Снова все сменилось. Мрачнело, холодело, небо убегало все выше. Капельные, светлые навернулись звезды. Человека нигде не было. Саша перебежала проспект, все вокруг оглядела. Не было его. Исчез, растворился в сумерках. Идет где-нибудь в другом городе, с этим не соединенном, думает себе и стихи сочиняет.
Еще раз нервно обежала кругом. Он исчез, она поняла – навсегда.
Вспыхнули огни и вместе с ними – красно-зеленые гирлянды поперек проспекта. Сияющая, сказочная уходила вдаль перспектива. Праздник все длился. Не приснилось ли ей все, что было с человеком? Можно и так считать.

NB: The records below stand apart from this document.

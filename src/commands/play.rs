//! Interactive play with a decision tree
//!
//! The tree suggests each guess; the player types back the colours the game
//! showed and the tree moves to the matching child.

use super::build::SearchConfig;
use crate::core::Feedback;
use crate::solver::{DecisionTree, FeedbackCache, Node};
use anyhow::Result;
use std::io::{self, BufRead, Write};

const HELP: &str = "\
Enter the colours the game showed for the suggested guess, one symbol per letter:
  G, 2 or 🟩   right letter, right place
  Y, 1 or 🟨   right letter, wrong place
  -, 0 or ⬜   letter not in the word
So if CRANE came back grey, green, grey, yellow, grey type -G-Y- (or 02010).

Commands: 'win' when the guess was right, 'undo' to take back the last
feedback, 'quit' to stop.";

enum Action {
    Feedback(Feedback),
    Undo,
}

/// Play one game, reading feedback from `input`
///
/// Returns the number of guesses used, or `None` if the player quit or the
/// input ended first.
///
/// # Errors
/// Propagates I/O errors from `input` and `output`.
pub fn play_tree<R: BufRead, W: Write>(
    tree: &DecisionTree<'_>,
    mut input: R,
    mut output: W,
) -> io::Result<Option<usize>> {
    let mut path: Vec<&Node<'_>> = vec![tree.root()];
    writeln!(
        output,
        "{} possible answers. Type 'help' for instructions.",
        tree.root().len()
    )?;

    while let Some(&node) = path.last() {
        let turn = path.len();
        let guess = node.guess().text().to_uppercase();

        if node.is_leaf() {
            writeln!(output, "FINAL ANSWER: {guess}!")?;
            return Ok(Some(turn));
        }

        writeln!(output, "Guess {turn}: {guess} ({} candidates)", node.len())?;

        let Some(action) = read_action(&mut input, &mut output)? else {
            return Ok(None);
        };

        match action {
            Action::Undo if turn > 1 => {
                path.pop();
                writeln!(output, "Back to guess {}", turn - 1)?;
            }
            Action::Undo => writeln!(output, "Nothing to undo")?,
            Action::Feedback(feedback) if feedback.is_all_exact() && node.finishes_here() => {
                writeln!(output, "Solved in {turn} guesses!")?;
                return Ok(Some(turn));
            }
            Action::Feedback(feedback) => match node.child(feedback).filter(|_| !feedback.is_all_exact()) {
                Some(child) => path.push(child),
                None => writeln!(
                    output,
                    "Impossible feedback {feedback} for {guess}. Double check your input."
                )?,
            },
        }
    }

    Ok(None)
}

/// Prompt until the player enters feedback or a command; `None` means stop
fn read_action<R: BufRead, W: Write>(input: &mut R, output: &mut W) -> io::Result<Option<Action>> {
    loop {
        write!(output, "feedback> ")?;
        output.flush()?;

        let mut line = String::new();
        if input.read_line(&mut line)? == 0 {
            return Ok(None);
        }

        match line.trim().to_lowercase().as_str() {
            "" => {}
            "help" | "h" | "?" => writeln!(output, "{HELP}")?,
            "quit" | "q" | "exit" => return Ok(None),
            "undo" | "u" => return Ok(Some(Action::Undo)),
            "win" | "correct" | "solved" => return Ok(Some(Action::Feedback(Feedback::ALL_EXACT))),
            text => match Feedback::parse(text) {
                Some(feedback) => return Ok(Some(Action::Feedback(feedback))),
                None => writeln!(output, "Invalid feedback. Use G/Y/- or 2/1/0, e.g. -G-Y-")?,
            },
        }
    }
}

/// Build the tree and play it on the terminal
///
/// # Errors
/// Returns an error if the search fails or the terminal cannot be used.
pub fn run_play(config: &SearchConfig) -> Result<Option<usize>> {
    let vocabulary = config.vocabulary()?;
    let cache = FeedbackCache::for_vocabulary(&vocabulary);
    let outcome = config.search(&vocabulary, &cache)?;
    Ok(play_tree(&outcome.tree, io::stdin().lock(), io::stdout().lock())?)
}

#[cfg(test)]
mod tests {
    use super::*;
    use crate::core::Vocabulary;
    use crate::solver::{SearchParams, TreeBuilder};
    use std::io::Cursor;

    fn play(tree: &DecisionTree<'_>, input: &str) -> (Option<usize>, String) {
        let mut output = Vec::new();
        let result = play_tree(tree, Cursor::new(input), &mut output).unwrap();
        (result, String::from_utf8(output).unwrap())
    }

    fn splitter_vocabulary() -> Vocabulary {
        Vocabulary::new(["bbbbb", "ccccc", "ddddd", "eeeee", "fffff"], ["bcdef"]).unwrap()
    }

    #[test]
    fn feedback_leads_to_final_answer() {
        let vocabulary = splitter_vocabulary();
        let cache = FeedbackCache::for_vocabulary(&vocabulary);
        let tree = TreeBuilder::new(&vocabulary, &cache, SearchParams::default())
            .build(None)
            .unwrap();

        let (result, output) = play(&tree, "G----\n");

        assert_eq!(result, Some(2));
        assert!(output.contains("Guess 1: BCDEF"));
        assert!(output.contains("FINAL ANSWER: BBBBB!"));
    }

    #[test]
    fn impossible_feedback_prompts_again() {
        let vocabulary = splitter_vocabulary();
        let cache = FeedbackCache::for_vocabulary(&vocabulary);
        let tree = TreeBuilder::new(&vocabulary, &cache, SearchParams::default())
            .build(None)
            .unwrap();

        // BCDEF is not an answer, and no answer gives two greens
        let (result, output) = play(&tree, "GGGGG\nGG---\n00002\n");

        assert_eq!(result, Some(2));
        assert_eq!(output.matches("Impossible feedback").count(), 2);
        assert!(output.contains("FINAL ANSWER: FFFFF!"));
    }

    #[test]
    fn undo_and_win() {
        let vocabulary = Vocabulary::new(
            ["bbbbb", "ccccc", "ddddd", "eeeee", "fffff"],
            Vec::<String>::new(),
        )
        .unwrap();
        let cache = FeedbackCache::for_vocabulary(&vocabulary);
        let tree = TreeBuilder::new(&vocabulary, &cache, SearchParams::default())
            .build(None)
            .unwrap();

        let (result, output) = play(&tree, "-----\nundo\n-----\n-----\nwin\n");

        assert_eq!(result, Some(3));
        assert!(output.contains("Back to guess 1"));
        assert!(output.contains("Guess 3: DDDDD"));
        assert!(output.contains("Solved in 3 guesses!"));
    }

    #[test]
    fn quit_and_end_of_input() {
        let vocabulary = splitter_vocabulary();
        let cache = FeedbackCache::for_vocabulary(&vocabulary);
        let tree = TreeBuilder::new(&vocabulary, &cache, SearchParams::default())
            .build(None)
            .unwrap();

        assert_eq!(play(&tree, "quit\n").0, None);
        assert_eq!(play(&tree, "").0, None);

        let (result, output) = play(&tree, "undo\nhelp\nnonsense\nq\n");
        assert_eq!(result, None);
        assert!(output.contains("Nothing to undo"));
        assert!(output.contains("Commands:"));
        assert!(output.contains("Invalid feedback"));
    }

    #[test]
    fn single_answer_needs_no_input() {
        let vocabulary = Vocabulary::new(["crane"], ["slate"]).unwrap();
        let cache = FeedbackCache::for_vocabulary(&vocabulary);
        let tree = TreeBuilder::new(&vocabulary, &cache, SearchParams::default())
            .build(None)
            .unwrap();

        let (result, output) = play(&tree, "");
        assert_eq!(result, Some(1));
        assert!(output.contains("FINAL ANSWER: CRANE!"));
    }

    #[test]
    fn every_secret_can_be_played() {
        let vocabulary = Vocabulary::new(
            ["crane", "slate", "trace", "crate", "grate", "irate", "plate", "stare", "share", "spare"],
            ["pious", "thumb"],
        )
        .unwrap();
        let cache = FeedbackCache::for_vocabulary(&vocabulary);
        let tree = TreeBuilder::new(&vocabulary, &cache, SearchParams::default())
            .build(None)
            .unwrap();

        for secret in vocabulary.solutions() {
            let guesses = tree.guesses_for(secret).unwrap();
            let mut input: String = guesses[..guesses.len() - 1]
                .iter()
                .map(|guess| format!("{}\n", Feedback::calculate(guess, secret)))
                .collect();
            input.push_str("win\n");

            let (result, _) = play(&tree, &input);
            assert_eq!(result, Some(guesses.len()), "secret {secret}");
        }
    }
}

– Надо веселиться, Сашка, – решительно сказала мама. Вытерла слезы и сделала веселое лицо.
Саша отдала ей пять рублей и сетку. «Пригодятся», – сказала мама и положила деньги в сумку, а сумку под матрас – от папаши.
Потом был салют. Ракеты, шипя, падали в воду. Зарево фейерверка раздвигало строгое космическое небо. Саша стояла на цоколе колонны, обхватив руками граненый ствол, и ждала, пальнут или уже нет петропавловские пушки. Изнемогала от этого бесконечного дня. Человек уходил все дальше и дальше во мрак ее памяти.
Ночью, когда уже спали, папаша ломился в дверь – злобный и, как всегда в пьянстве, буйный. Пришлось запереть его в комнате, а Саша с мамой пошли ночевать к Софке, маминой приятельнице. Это если она еще среди ночи пустит. Было совсем темно и пусто, гулко отдавались шаги. Город спал, и Саше стало кисло, слезно жаль себя и маму. Витрины того магазина светились. Саша заглянула и отшатнулась – такая мертвая неоновая жуть сияла в них!
Так и идет она, идет в моей памяти, жалкая, много о себе думающая девчонка – привереда, эскапистка, лакомка до природных зрелищ и видов. Сокровище мое, несчастье-счастье, пустое обещанье мне. Я вижу ее насквозь, она меня – слава богу! – не видит и не знает обо мне ничего. Так и идет она в моей памяти и никак не хочет раствориться в неплотной майской тьме, в городе дремучем и таинственном, как лес, – такого мне не увидеть никогда!